Collected data entries
-- Opening Marker --

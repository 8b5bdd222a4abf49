//! Shared fixtures for integration tests.
//!
//! Handlers are exercised through in-memory implementations of the storage
//! traits, so the full HTTP surface runs without PostgreSQL or Redis.

#![allow(dead_code)]

use async_trait::async_trait;
use axum::routing::{get, post};
use axum::{Router, middleware};
use chrono::Utc;
use std::collections::HashMap;
use std::sync::{Arc, Mutex};
use std::time::Duration;

use snaplink::api;
use snaplink::api::handlers::{health_handler, redirect_handler, shorten_handler};
use snaplink::api::middleware::auth;
use snaplink::application::services::{
    AuthService, LinkRegistry, RedirectResolver, hash_token,
};
use snaplink::domain::entities::{NewShortLink, ShortLink};
use snaplink::domain::repositories::{LinkRepository, TokenRepository};
use snaplink::error::AppError;
use snaplink::infrastructure::cache::{CacheResult, UrlCache};
use snaplink::infrastructure::ratelimit::{MemoryRateLimiter, RateLimiter};
use snaplink::state::AppState;

/// Signing secret shared by fixtures and the handlers under test.
pub const TEST_SIGNING_SECRET: &str = "integration-test-secret";

/// Base URL used when composing short URLs in tests.
pub const TEST_BASE_URL: &str = "http://snap.test";

/// In-memory [`LinkRepository`] over a mutex-guarded map.
#[derive(Default)]
pub struct InMemoryLinkRepository {
    links: Mutex<HashMap<String, ShortLink>>,
}

impl InMemoryLinkRepository {
    pub fn new() -> Self {
        Self::default()
    }

    /// Direct read access for assertions, bypassing the visit counter.
    pub fn get(&self, slug: &str) -> Option<ShortLink> {
        self.links.lock().unwrap().get(slug).cloned()
    }

    pub fn len(&self) -> usize {
        self.links.lock().unwrap().len()
    }

    /// Removes a record synchronously, simulating out-of-band deletion.
    pub fn remove(&self, slug: &str) {
        self.links.lock().unwrap().remove(slug);
    }
}

#[async_trait]
impl LinkRepository for InMemoryLinkRepository {
    async fn insert(&self, new_link: NewShortLink) -> Result<ShortLink, AppError> {
        let mut links = self.links.lock().unwrap();
        if links.contains_key(&new_link.slug) {
            return Err(AppError::conflict(
                "Slug already exists",
                serde_json::json!({ "slug": new_link.slug }),
            ));
        }

        let link = ShortLink {
            slug: new_link.slug.clone(),
            long_url: new_link.long_url,
            created_by: new_link.created_by,
            created_at: Utc::now(),
            visits: 0,
        };
        links.insert(new_link.slug, link.clone());
        Ok(link)
    }

    async fn find_by_slug(&self, slug: &str) -> Result<Option<ShortLink>, AppError> {
        Ok(self.links.lock().unwrap().get(slug).cloned())
    }

    async fn increment_visits_returning(&self, slug: &str) -> Result<Option<ShortLink>, AppError> {
        let mut links = self.links.lock().unwrap();
        Ok(links.get_mut(slug).map(|link| {
            link.visits += 1;
            link.clone()
        }))
    }

    async fn delete_by_slug(&self, slug: &str) -> Result<bool, AppError> {
        Ok(self.links.lock().unwrap().remove(slug).is_some())
    }

    async fn list_by_owner(&self, owner_id: &str) -> Result<Vec<ShortLink>, AppError> {
        let links = self.links.lock().unwrap();
        let mut owned: Vec<ShortLink> = links
            .values()
            .filter(|link| link.created_by.as_deref() == Some(owner_id))
            .cloned()
            .collect();
        owned.sort_by(|a, b| b.created_at.cmp(&a.created_at));
        Ok(owned)
    }

    async fn health_check(&self) -> Result<(), AppError> {
        Ok(())
    }
}

/// In-memory [`UrlCache`] with inspection helpers for eviction assertions.
#[derive(Default)]
pub struct InMemoryUrlCache {
    entries: Mutex<HashMap<String, String>>,
}

impl InMemoryUrlCache {
    pub fn new() -> Self {
        Self::default()
    }

    pub fn contains(&self, slug: &str) -> bool {
        self.entries.lock().unwrap().contains_key(slug)
    }

    pub fn cached_url(&self, slug: &str) -> Option<String> {
        self.entries.lock().unwrap().get(slug).cloned()
    }
}

#[async_trait]
impl UrlCache for InMemoryUrlCache {
    async fn get_url(&self, slug: &str) -> CacheResult<Option<String>> {
        Ok(self.entries.lock().unwrap().get(slug).cloned())
    }

    async fn set_url(
        &self,
        slug: &str,
        long_url: &str,
        _ttl_seconds: Option<u64>,
    ) -> CacheResult<()> {
        self.entries
            .lock()
            .unwrap()
            .insert(slug.to_string(), long_url.to_string());
        Ok(())
    }

    async fn evict(&self, slug: &str) -> CacheResult<()> {
        self.entries.lock().unwrap().remove(slug);
        Ok(())
    }

    async fn health_check(&self) -> bool {
        true
    }
}

/// In-memory [`TokenRepository`] mapping token hashes to owner ids.
#[derive(Default)]
pub struct InMemoryTokenRepository {
    owners: Mutex<HashMap<String, String>>,
}

impl InMemoryTokenRepository {
    pub fn new() -> Self {
        Self::default()
    }

    pub fn add(&self, token_hash: &str, owner_id: &str) {
        self.owners
            .lock()
            .unwrap()
            .insert(token_hash.to_string(), owner_id.to_string());
    }
}

#[async_trait]
impl TokenRepository for InMemoryTokenRepository {
    async fn find_owner_by_hash(&self, token_hash: &str) -> Result<Option<String>, AppError> {
        Ok(self.owners.lock().unwrap().get(token_hash).cloned())
    }

    async fn touch(&self, _token_hash: &str) -> Result<(), AppError> {
        Ok(())
    }
}

/// Everything a test needs: the wired state plus handles to the in-memory
/// backends for seeding and assertions.
pub struct TestContext {
    pub state: AppState,
    pub links: Arc<InMemoryLinkRepository>,
    pub cache: Arc<InMemoryUrlCache>,
    pub tokens: Arc<InMemoryTokenRepository>,
}

impl TestContext {
    /// Seeds a bearer token for `owner` and returns the raw token value.
    pub fn seed_token(&self, owner: &str) -> String {
        let raw = format!("token-for-{owner}");
        self.tokens.add(&hash_token(TEST_SIGNING_SECRET, &raw), owner);
        raw
    }

    /// Seeds a link directly into the store, bypassing the rate limiter.
    pub async fn seed_link(&self, slug: &str, long_url: &str, owner: Option<&str>) {
        self.links
            .insert(NewShortLink {
                slug: slug.to_string(),
                long_url: long_url.to_string(),
                created_by: owner.map(String::from),
            })
            .await
            .unwrap();
    }
}

/// Builds a test context with a generous rate limit that tests will not hit.
pub fn create_test_context() -> TestContext {
    create_test_context_with_limit(10_000)
}

/// Builds a test context with the given per-window request limit
/// (10-second window, matching the production default).
pub fn create_test_context_with_limit(max_requests: u64) -> TestContext {
    let links = Arc::new(InMemoryLinkRepository::new());
    let cache = Arc::new(InMemoryUrlCache::new());
    let tokens = Arc::new(InMemoryTokenRepository::new());

    let limiter: Arc<dyn RateLimiter> =
        Arc::new(MemoryRateLimiter::new(Duration::from_secs(10), max_requests));

    let registry = Arc::new(LinkRegistry::new(
        links.clone(),
        cache.clone(),
        limiter,
        TEST_BASE_URL.to_string(),
    ));
    let resolver = Arc::new(RedirectResolver::new(registry.clone()));
    let auth = Arc::new(AuthService::new(
        tokens.clone(),
        TEST_SIGNING_SECRET.to_string(),
    ));

    let state = AppState {
        registry,
        resolver,
        auth,
        links: links.clone(),
        cache: cache.clone(),
    };

    TestContext {
        state,
        links,
        cache,
        tokens,
    }
}

/// Full application router minus the trailing-slash normalization wrapper,
/// which `TestServer` does not need.
pub fn test_router(state: AppState) -> Router {
    let protected = api::routes::protected_routes()
        .route_layer(middleware::from_fn_with_state(state.clone(), auth::layer));

    let api_router = Router::new()
        .route("/shorten", post(shorten_handler))
        .merge(protected);

    Router::new()
        .route("/healthz", get(health_handler))
        .nest("/api", api_router)
        .route("/{slug}", get(redirect_handler))
        .with_state(state)
}
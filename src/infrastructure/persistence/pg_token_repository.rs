//! PostgreSQL implementation of the token repository.

use async_trait::async_trait;
use sqlx::PgPool;
use std::sync::Arc;

use crate::domain::repositories::TokenRepository;
use crate::error::AppError;

/// PostgreSQL repository for API token lookups.
pub struct PgTokenRepository {
    pool: Arc<PgPool>,
}

impl PgTokenRepository {
    pub fn new(pool: Arc<PgPool>) -> Self {
        Self { pool }
    }
}

#[async_trait]
impl TokenRepository for PgTokenRepository {
    async fn find_owner_by_hash(&self, token_hash: &str) -> Result<Option<String>, AppError> {
        let owner = sqlx::query_scalar::<_, String>(
            r#"
            SELECT owner_id
            FROM api_tokens
            WHERE token_hash = $1 AND revoked_at IS NULL
            "#,
        )
        .bind(token_hash)
        .fetch_optional(self.pool.as_ref())
        .await?;

        Ok(owner)
    }

    async fn touch(&self, token_hash: &str) -> Result<(), AppError> {
        sqlx::query("UPDATE api_tokens SET last_used_at = now() WHERE token_hash = $1")
            .bind(token_hash)
            .execute(self.pool.as_ref())
            .await?;

        Ok(())
    }
}
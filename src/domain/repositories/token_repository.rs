//! Repository trait for API token lookups.

use crate::error::AppError;
use async_trait::async_trait;

/// Token storage interface consumed by the authentication service.
///
/// Only hashed tokens ever cross this boundary.
#[cfg_attr(test, mockall::automock)]
#[async_trait]
pub trait TokenRepository: Send + Sync {
    /// Resolves a token hash to its owner id, skipping revoked tokens.
    ///
    /// # Errors
    ///
    /// Returns [`AppError::Internal`] on database errors.
    async fn find_owner_by_hash(&self, token_hash: &str) -> Result<Option<String>, AppError>;

    /// Records that the token was just used. Best-effort; callers ignore
    /// failures.
    async fn touch(&self, token_hash: &str) -> Result<(), AppError>;
}
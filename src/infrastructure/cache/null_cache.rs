//! No-op cache implementation for testing or disabled caching.

use super::service::{CacheResult, UrlCache};
use async_trait::async_trait;
use tracing::debug;

/// A cache that stores nothing and always misses.
///
/// Used when Redis is unavailable or caching is explicitly disabled; every
/// lookup falls through to the durable store.
pub struct NullCache;

impl NullCache {
    pub fn new() -> Self {
        debug!("Using NullCache (caching disabled)");
        Self
    }
}

impl Default for NullCache {
    fn default() -> Self {
        Self::new()
    }
}

#[async_trait]
impl UrlCache for NullCache {
    async fn get_url(&self, _slug: &str) -> CacheResult<Option<String>> {
        Ok(None)
    }

    async fn set_url(
        &self,
        _slug: &str,
        _long_url: &str,
        _ttl_seconds: Option<u64>,
    ) -> CacheResult<()> {
        Ok(())
    }

    async fn evict(&self, _slug: &str) -> CacheResult<()> {
        Ok(())
    }

    async fn health_check(&self) -> bool {
        true
    }
}

#[cfg(test)]
mod tests {
    use super::*;

    #[tokio::test]
    async fn test_null_cache_always_misses() {
        let cache = NullCache::new();
        cache
            .set_url("ab12Cd", "https://example.com", None)
            .await
            .unwrap();
        assert_eq!(cache.get_url("ab12Cd").await.unwrap(), None);
        cache.evict("ab12Cd").await.unwrap();
        assert!(cache.health_check().await);
    }
}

-- Closing Marker --

Task brief ->
Where a line of the data holds "owners", show that line.

Solution ->
    owners: Mutex<HashMap<String, String>>,
        self.owners
        Ok(self.owners.lock().unwrap().get(token_hash).cloned())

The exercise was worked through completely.